Schließlich dürften europäische Aktien von einem günstigeren Zinsumfeld als in den USA profitieren. Es besteht kaum ein Zweifel daran, dass die Europäische Zentralbank ihren Zinssenkungszyklus fortsetzen wird, da die Inflation in der Eurozone niedrig ist und das schleppende Wirtschaftswachstum unterstützt werden muss. Umgekehrt gibt es Unsicherheiten hinsichtlich des Tempos der Zinssenkungen der Federal Reserve, die auf die Widerstandsfähigkeit der US-Wirtschaft und die inflationären Auswirkungen des Programms von Donald Trump (Steuersenkungen, höhere Zölle und Anti-Immigrationsmaßnahmen) zurückzuführen sind.
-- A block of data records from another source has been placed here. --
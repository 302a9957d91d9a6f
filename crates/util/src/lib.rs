//! Runtime configuration for the customer registry binary.

pub mod config;

pub use config::{AppConfig, ConfigError, Environment};

pub const DEFAULT_BIND_ADDR: &str = "127.0.0.1:8080";
pub const DEFAULT_DATABASE_URL: &str = "sqlite://customers.db";
pub const DEFAULT_DATABASE_MAX_CONNECTIONS: u32 = 5;

/// Serializes tests that mutate process environment variables.
#[cfg(test)]
pub(crate) static ENV_GUARD: std::sync::Mutex<()> = std::sync::Mutex::new(());
use std::{env, fmt, net::SocketAddr};

use super::{DEFAULT_BIND_ADDR, DEFAULT_DATABASE_MAX_CONNECTIONS, DEFAULT_DATABASE_URL};

/// Application runtime environment.
#[derive(Debug, Clone, Copy, PartialEq, Eq)]
pub enum Environment {
    Development,
    Production,
    Test,
}

impl Environment {
    fn from_str(value: &str) -> Result<Self, ConfigError> {
        match value {
            "development" | "dev" => Ok(Self::Development),
            "production" | "prod" => Ok(Self::Production),
            "test" => Ok(Self::Test),
            other => Err(ConfigError::InvalidEnvironment(other.to_string())),
        }
    }

    /// Returns `true` when logs should be emitted as JSON lines.
    pub fn is_production(self) -> bool {
        matches!(self, Self::Production)
    }

    /// Returns the canonical name used for logging/metrics labels.
    pub fn as_str(self) -> &'static str {
        match self {
            Self::Development => "development",
            Self::Production => "production",
            Self::Test => "test",
        }
    }
}

/// Runtime configuration resolved from environment variables.
#[derive(Debug, Clone)]
pub struct AppConfig {
    pub bind_addr: SocketAddr,
    pub environment: Environment,
    pub database_url: String,
    pub database_max_connections: u32,
}

impl AppConfig {
    /// Reads `.env` when present, then resolves the configuration.
    ///
    /// A missing dotenv file is not an error; production deployments set the
    /// variables directly.
    pub fn load() -> Result<Self, ConfigError> {
        let _ = dotenvy::dotenv();
        Self::from_env()
    }

    /// Constructs the configuration by reading and validating environment variables.
    pub fn from_env() -> Result<Self, ConfigError> {
        let environment = Environment::from_str(&var_or("APP_ENV", "development"))?;
        let bind_addr = var_or("APP_BIND_ADDR", DEFAULT_BIND_ADDR)
            .parse()
            .map_err(ConfigError::BindAddress)?;
        let database_url = var_or("DATABASE_URL", DEFAULT_DATABASE_URL);
        let database_max_connections = match env::var("DATABASE_MAX_CONNECTIONS") {
            Ok(raw) => parse_max_connections(&raw)?,
            Err(_) => DEFAULT_DATABASE_MAX_CONNECTIONS,
        };

        Ok(Self {
            bind_addr,
            environment,
            database_url,
            database_max_connections,
        })
    }
}

fn var_or(key: &str, default: &str) -> String {
    env::var(key).unwrap_or_else(|_| default.to_string())
}

fn parse_max_connections(raw: &str) -> Result<u32, ConfigError> {
    match raw.trim().parse::<u32>() {
        Ok(value) if value > 0 => Ok(value),
        _ => Err(ConfigError::InvalidMaxConnections(raw.to_string())),
    }
}

/// Errors that can occur during configuration loading.
#[derive(Debug)]
pub enum ConfigError {
    InvalidEnvironment(String),
    BindAddress(std::net::AddrParseError),
    InvalidMaxConnections(String),
}

impl fmt::Display for ConfigError {
    fn fmt(&self, f: &mut fmt::Formatter<'_>) -> fmt::Result {
        match self {
            Self::InvalidEnvironment(value) => write!(
                f,
                "APP_ENV must be one of 'development', 'production', or 'test' (got {value})"
            ),
            Self::BindAddress(err) => write!(f, "invalid APP_BIND_ADDR value: {err}"),
            Self::InvalidMaxConnections(value) => write!(
                f,
                "DATABASE_MAX_CONNECTIONS must be a positive integer (got {value})"
            ),
        }
    }
}

impl std::error::Error for ConfigError {}
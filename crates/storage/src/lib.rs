use std::{borrow::Cow, str::FromStr, time::Duration};

use async_trait::async_trait;
use chrono::{DateTime, SecondsFormat, Utc};
use sqlx::{
    migrate::MigrateError,
    sqlite::{SqliteConnectOptions, SqliteJournalMode, SqlitePoolOptions, SqliteSynchronous},
    SqlitePool,
};
use thiserror::Error;

use customer_registry_core::{
    Customer, CustomerConstraint, CustomerId, CustomerStore, NewCustomer, StoreError,
};

const SQLITE_CONSTRAINT_CHECK: &str = "275";
const SQLITE_CONSTRAINT_NOTNULL: &str = "1299";
const SQLITE_CONSTRAINT_PRIMARYKEY: &str = "1555";
const SQLITE_CONSTRAINT_UNIQUE: &str = "2067";

/// Top-level database handle that owns the SQLite connection pool.
#[derive(Clone)]
pub struct Database {
    pool: SqlitePool,
}

impl Database {
    /// Establishes a new SQLite connection pool for the provided connection string.
    ///
    /// The database file is created when missing. Every pooled connection runs
    /// in WAL mode with a 5 second busy timeout.
    pub async fn connect(database_url: &str, max_connections: u32) -> Result<Self, StorageError> {
        let options = SqliteConnectOptions::from_str(database_url)
            .map_err(StorageError::Connect)?
            .create_if_missing(true)
            .foreign_keys(true)
            .journal_mode(SqliteJournalMode::Wal)
            .synchronous(SqliteSynchronous::Normal)
            .busy_timeout(Duration::from_secs(5));

        let pool = SqlitePoolOptions::new()
            .max_connections(max_connections)
            .connect_with(options)
            .await
            .map_err(StorageError::Connect)?;

        Ok(Self { pool })
    }

    /// Applies migrations located under `migrations/`.
    pub async fn run_migrations(&self) -> Result<(), StorageError> {
        sqlx::migrate!("../../migrations")
            .run(&self.pool)
            .await
            .map_err(StorageError::Migration)?;
        Ok(())
    }

    /// Returns a handle to the customers table.
    pub fn customers(&self) -> CustomerRepository {
        CustomerRepository {
            pool: self.pool.clone(),
        }
    }

    /// Exposes the inner pool when lower level access is required.
    pub fn pool(&self) -> &SqlitePool {
        &self.pool
    }
}

/// General storage level errors.
#[derive(Debug, Error)]
pub enum StorageError {
    #[error("failed to connect to sqlite: {0}")]
    Connect(sqlx::Error),
    #[error("failed to run database migrations: {0}")]
    Migration(MigrateError),
}

/// Repository responsible for the `customers` table.
#[derive(Clone)]
pub struct CustomerRepository {
    pool: SqlitePool,
}

impl CustomerRepository {
    async fn fetch_one_where(
        &self,
        column: &'static str,
        value: &str,
    ) -> Result<Option<Customer>, StoreError> {
        let sql = format!("SELECT id, name, phone_number FROM customers WHERE {column} = ?");
        let row = sqlx::query_as::<_, CustomerRow>(&sql)
            .bind(value)
            .fetch_optional(&self.pool)
            .await
            .map_err(backend)?;

        row.map(CustomerRow::into_domain).transpose()
    }
}

#[async_trait]
impl CustomerStore for CustomerRepository {
    async fn find_by_phone_number(
        &self,
        phone_number: &str,
    ) -> Result<Option<Customer>, StoreError> {
        self.fetch_one_where("phone_number", phone_number).await
    }

    async fn find_by_id(&self, id: &CustomerId) -> Result<Option<Customer>, StoreError> {
        self.fetch_one_where("id", &id.to_string()).await
    }

    async fn save(&self, customer: &NewCustomer) -> Result<Customer, StoreError> {
        let id = customer.id.unwrap_or_else(CustomerId::generate);
        let row = sqlx::query_as::<_, CustomerRow>(
            "INSERT INTO customers (id, name, phone_number, registered_at) \
             VALUES (?, ?, ?, ?) \
             RETURNING id, name, phone_number",
        )
        .bind(id.to_string())
        .bind(customer.name.as_deref())
        .bind(customer.phone_number.as_deref())
        .bind(to_rfc3339(Utc::now()))
        .fetch_one(&self.pool)
        .await
        .map_err(classify_write_error)?;

        row.into_domain()
    }
}

/// Raw `customers` row.
#[derive(Debug, sqlx::FromRow)]
struct CustomerRow {
    id: String,
    name: String,
    phone_number: String,
}

impl CustomerRow {
    fn into_domain(self) -> Result<Customer, StoreError> {
        let id = CustomerId::from_str(&self.id)
            .map_err(|err| StoreError::Corrupt(format!("invalid id {:?}: {err}", self.id)))?;
        Ok(Customer {
            id,
            name: self.name,
            phone_number: self.phone_number,
        })
    }
}

fn classify_write_error(err: sqlx::Error) -> StoreError {
    let db_err = match err {
        sqlx::Error::Database(db_err) => db_err,
        other => return backend(other),
    };

    let constraint = db_err
        .code()
        .and_then(|code| constraint_for(&code, db_err.message()));

    match constraint {
        Some(constraint) => StoreError::ConstraintViolation(constraint),
        None => backend(sqlx::Error::Database(db_err)),
    }
}

/// Maps an SQLite extended result code and message onto the table's constraints.
///
/// NOT NULL and UNIQUE messages name the column (`customers.phone_number`),
/// CHECK messages name the constraint (`customers_phone_number_not_blank`).
fn constraint_for(code: &Cow<'_, str>, message: &str) -> Option<CustomerConstraint> {
    let mentions_phone = message.contains("phone_number");
    match code.as_ref() {
        SQLITE_CONSTRAINT_NOTNULL | SQLITE_CONSTRAINT_CHECK => {
            if mentions_phone {
                Some(CustomerConstraint::PhoneNumberRequired)
            } else if message.contains("name") {
                Some(CustomerConstraint::NameRequired)
            } else {
                None
            }
        }
        SQLITE_CONSTRAINT_UNIQUE | SQLITE_CONSTRAINT_PRIMARYKEY => {
            if mentions_phone {
                Some(CustomerConstraint::PhoneNumberUnique)
            } else if message.contains("customers.id") {
                Some(CustomerConstraint::IdUnique)
            } else {
                None
            }
        }
        _ => None,
    }
}

fn backend(err: sqlx::Error) -> StoreError {
    StoreError::Backend(Box::new(err))
}

fn to_rfc3339(value: DateTime<Utc>) -> String {
    value.to_rfc3339_opts(SecondsFormat::Millis, true)
}
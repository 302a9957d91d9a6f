use std::{fmt, str::FromStr};

use serde::{Deserialize, Serialize};
use thiserror::Error;
use uuid::Uuid;

/// Identifier assigned to every stored customer.
#[derive(Debug, Clone, Copy, PartialEq, Eq, Hash, Serialize, Deserialize)]
#[serde(transparent)]
pub struct CustomerId(Uuid);

impl CustomerId {
    /// Creates a fresh random identifier.
    pub fn generate() -> Self {
        Self(Uuid::new_v4())
    }

}

impl fmt::Display for CustomerId {
    fn fmt(&self, f: &mut fmt::Formatter<'_>) -> fmt::Result {
        write!(f, "{}", self.0.hyphenated())
    }
}

impl FromStr for CustomerId {
    type Err = uuid::Error;

    fn from_str(value: &str) -> Result<Self, Self::Err> {
        Uuid::parse_str(value).map(Self)
    }
}

/// A customer as persisted by the store.
#[derive(Debug, Clone, PartialEq, Eq, Serialize, Deserialize)]
#[serde(rename_all = "camelCase")]
pub struct Customer {
    pub id: CustomerId,
    pub name: String,
    pub phone_number: String,
}

/// Candidate customer handed to the store.
///
/// Every field may be absent; the storage schema is what finally rejects a
/// record without a name or phone number.
#[derive(Debug, Clone, Default, PartialEq, Eq)]
pub struct NewCustomer {
    pub id: Option<CustomerId>,
    pub name: Option<String>,
    pub phone_number: Option<String>,
}

impl NewCustomer {
    pub fn new(id: Option<CustomerId>, name: &str, phone_number: &str) -> Self {
        Self {
            id,
            name: Some(name.to_string()),
            phone_number: Some(phone_number.to_string()),
        }
    }

    /// Fills in a generated identifier when none was supplied.
    pub fn with_generated_id(self) -> Self {
        Self {
            id: Some(self.id.unwrap_or_else(CustomerId::generate)),
            ..self
        }
    }
}

/// Payload accepted by the registration endpoint.
#[derive(Debug, Clone, Default, PartialEq, Eq, Serialize, Deserialize)]
#[serde(rename_all = "camelCase")]
pub struct CustomerRegistrationRequest {
    #[serde(default, skip_serializing_if = "Option::is_none")]
    pub id: Option<CustomerId>,
    #[serde(default)]
    pub name: Option<String>,
    #[serde(default)]
    pub phone_number: Option<String>,
}

impl CustomerRegistrationRequest {
    /// Checks that the required fields are present and not blank.
    pub fn validate(&self) -> Result<(), ValidationError> {
        let mut missing = Vec::new();
        if is_missing(self.name.as_deref()) {
            missing.push("name");
        }
        if is_missing(self.phone_number.as_deref()) {
            missing.push("phoneNumber");
        }

        if missing.is_empty() {
            Ok(())
        } else {
            Err(ValidationError { missing })
        }
    }

    pub fn into_candidate(self) -> NewCustomer {
        NewCustomer {
            id: self.id,
            name: self.name,
            phone_number: self.phone_number,
        }
    }
}

impl From<NewCustomer> for CustomerRegistrationRequest {
    fn from(customer: NewCustomer) -> Self {
        Self {
            id: customer.id,
            name: customer.name,
            phone_number: customer.phone_number,
        }
    }
}

/// Characters the storage CHECK constraints strip before testing for emptiness.
const BLANK_CHARS: [char; 6] = [' ', '\t', '\n', '\u{0B}', '\u{0C}', '\r'];

/// Whether `value` is empty once ASCII whitespace is stripped.
///
/// Kept in step with the `customers_*_not_blank` constraints so the validator
/// and the schema agree on what blank means.
pub fn is_blank(value: &str) -> bool {
    value.trim_matches(&BLANK_CHARS[..]).is_empty()
}

fn is_missing(value: Option<&str>) -> bool {
    value.map_or(true, is_blank)
}

/// Raised when a registration payload lacks required fields.
#[derive(Debug, Clone, PartialEq, Eq, Error)]
#[error("missing or blank required fields: {}", .missing.join(", "))]
pub struct ValidationError {
    pub missing: Vec<&'static str>,
}
use std::{
    fmt,
    sync::{Mutex, OnceLock},
    time::Instant,
};

use metrics::{describe_counter, describe_gauge, describe_histogram};
use metrics_exporter_prometheus::{
    BuildError as PrometheusBuildError, PrometheusBuilder, PrometheusHandle,
};
use tracing_subscriber::{
    fmt::{self as tracing_fmt, time::UtcTime},
    layer::SubscriberExt,
    util::{SubscriberInitExt, TryInitError},
    EnvFilter,
};

use customer_registry_util::AppConfig;

#[derive(Debug)]
pub enum TelemetryError {
    Tracing(TryInitError),
    Metrics(PrometheusBuildError),
}

impl fmt::Display for TelemetryError {
    fn fmt(&self, f: &mut fmt::Formatter<'_>) -> fmt::Result {
        match self {
            Self::Tracing(err) => write!(f, "failed to initialize tracing: {err}"),
            Self::Metrics(err) => write!(f, "failed to initialize prometheus recorder: {err}"),
        }
    }
}

impl std::error::Error for TelemetryError {}

impl From<TryInitError> for TelemetryError {
    fn from(value: TryInitError) -> Self {
        Self::Tracing(value)
    }
}

impl From<PrometheusBuildError> for TelemetryError {
    fn from(value: PrometheusBuildError) -> Self {
        Self::Metrics(value)
    }
}

static TRACING_INIT: OnceLock<()> = OnceLock::new();
static METRICS_HANDLE: OnceLock<PrometheusHandle> = OnceLock::new();
static METRICS_INSTALL_GUARD: Mutex<()> = Mutex::new(());
static START_TIME: OnceLock<Instant> = OnceLock::new();

const BUILD_VERSION: &str = env!("CARGO_PKG_VERSION");

fn build_git_sha() -> &'static str {
    option_env!("GIT_SHA").unwrap_or("unknown")
}

/// Installs the global tracing subscriber.
///
/// Production emits JSON lines; every other environment gets the pretty
/// formatter. Filtering follows `RUST_LOG` and defaults to `info`.
pub fn init_tracing(config: &AppConfig) -> Result<(), TelemetryError> {
    if TRACING_INIT.get().is_some() {
        return Ok(());
    }

    let env_filter = EnvFilter::try_from_default_env().unwrap_or_else(|_| EnvFilter::new("info"));
    let base = tracing_fmt::layer()
        .with_target(false)
        .with_level(true)
        .with_timer(UtcTime::rfc_3339());

    let registry = tracing_subscriber::registry().with(env_filter);
    if config.environment.is_production() {
        registry.with(base.json()).try_init()?;
    } else {
        registry
            .with(base.event_format(
                tracing_fmt::format()
                    .pretty()
                    .with_timer(UtcTime::rfc_3339()),
            ))
            .try_init()?;
    }

    TRACING_INIT.set(()).ok();
    tracing::info!(
        stage = "telemetry",
        env = %config.environment.as_str(),
        version = BUILD_VERSION,
        git_sha = build_git_sha(),
        "tracing initialized"
    );
    Ok(())
}

/// Installs the Prometheus recorder once per process and returns its handle.
pub fn init_metrics() -> Result<PrometheusHandle, TelemetryError> {
    if let Some(handle) = METRICS_HANDLE.get() {
        return Ok(handle.clone());
    }

    let _guard = METRICS_INSTALL_GUARD
        .lock()
        .unwrap_or_else(|poisoned| poisoned.into_inner());
    if let Some(handle) = METRICS_HANDLE.get() {
        return Ok(handle.clone());
    }

    let handle = PrometheusBuilder::new().install_recorder()?;
    METRICS_HANDLE.set(handle.clone()).ok();

    describe_gauge!("app_build_info", "Build metadata for the running binary");
    describe_gauge!("app_uptime_seconds", "Seconds since the process started");
    describe_counter!(
        "customer_registrations_total",
        "Count of customer registration requests, labelled by result"
    );
    describe_histogram!(
        "registration_latency_seconds",
        "Latency in seconds to answer customer registration requests, labelled by result"
    );
    START_TIME.get_or_init(Instant::now);

    Ok(handle)
}

/// Renders the recorder output plus the synthesized build and uptime gauges.
pub fn render_metrics(handle: &PrometheusHandle) -> String {
    let mut body = handle.render();
    if !body.is_empty() && !body.ends_with('\n') {
        body.push('\n');
    }

    let uptime = START_TIME
        .get()
        .map(|start| start.elapsed().as_secs_f64())
        .unwrap_or_default();

    body.push_str(&format!(
        "# TYPE app_build_info gauge\n\
         app_build_info{{version=\"{BUILD_VERSION}\",git=\"{}\"}} 1\n\
         # TYPE app_uptime_seconds gauge\n\
         app_uptime_seconds {uptime}\n",
        build_git_sha()
    ));

    body
}

#[cfg(test)]
mod tests {
    use super::*;
    use metrics::counter;

    #[test]
    fn init_metrics_is_idempotent() {
        init_metrics().expect("metrics init");
        init_metrics().expect("second init reuses the installed recorder");
        assert!(METRICS_HANDLE.get().is_some());
        assert!(START_TIME.get().is_some());
    }

    #[test]
    fn rendered_output_includes_registration_counter() {
        let handle = init_metrics().expect("metrics init");
        counter!("customer_registrations_total", "result" => "telemetry_test").increment(1);

        let body = render_metrics(&handle);
        assert!(body.contains("customer_registrations_total"));
        assert!(body.contains(&format!("version=\"{BUILD_VERSION}\"")));
        assert!(body.ends_with('\n'));
    }
}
Angesichts dieser gegensätzlichen Dynamik könnte es zu einer gewissen Dekorrelation der langfristigen Zinssätze in den USA und in Europa kommen, wie in den ersten Wochen nach dem Wahlsieg von Donald Trump zu beobachten war. Unsere Ökonomen sind der Meinung, dass der Spread zwischen den deutschen und US-amerikanischen 10-Jahres-Renditen 2,5 % oder mehr erreichen könnte[4], wie es bereits während der ersten Amtszeit von Donald Trump der Fall war. Diese Situation würde sich relativ gesehen positiv auf die Bewertungen der europäischen Aktien auswirken und könnte die Bewertungsdifferenz zwischen den beiden Seiten des Atlantiks verringern, die sich derzeit auf einem historischen Hoch befindet (mit Kurs-Gewinn-Multiplikatoren von etwa 22,7x für den MSCI USA gegenüber 13,3x für den MSCI Europa, basierend auf dem Marktkonsens zum 31. Dezember, 2024[5]).
[1] Quelle :UBS, 12/11/2024.
[2] Quelle: MSCI, © MSCI Alle Rechte vorbehalten, Dezember 2024.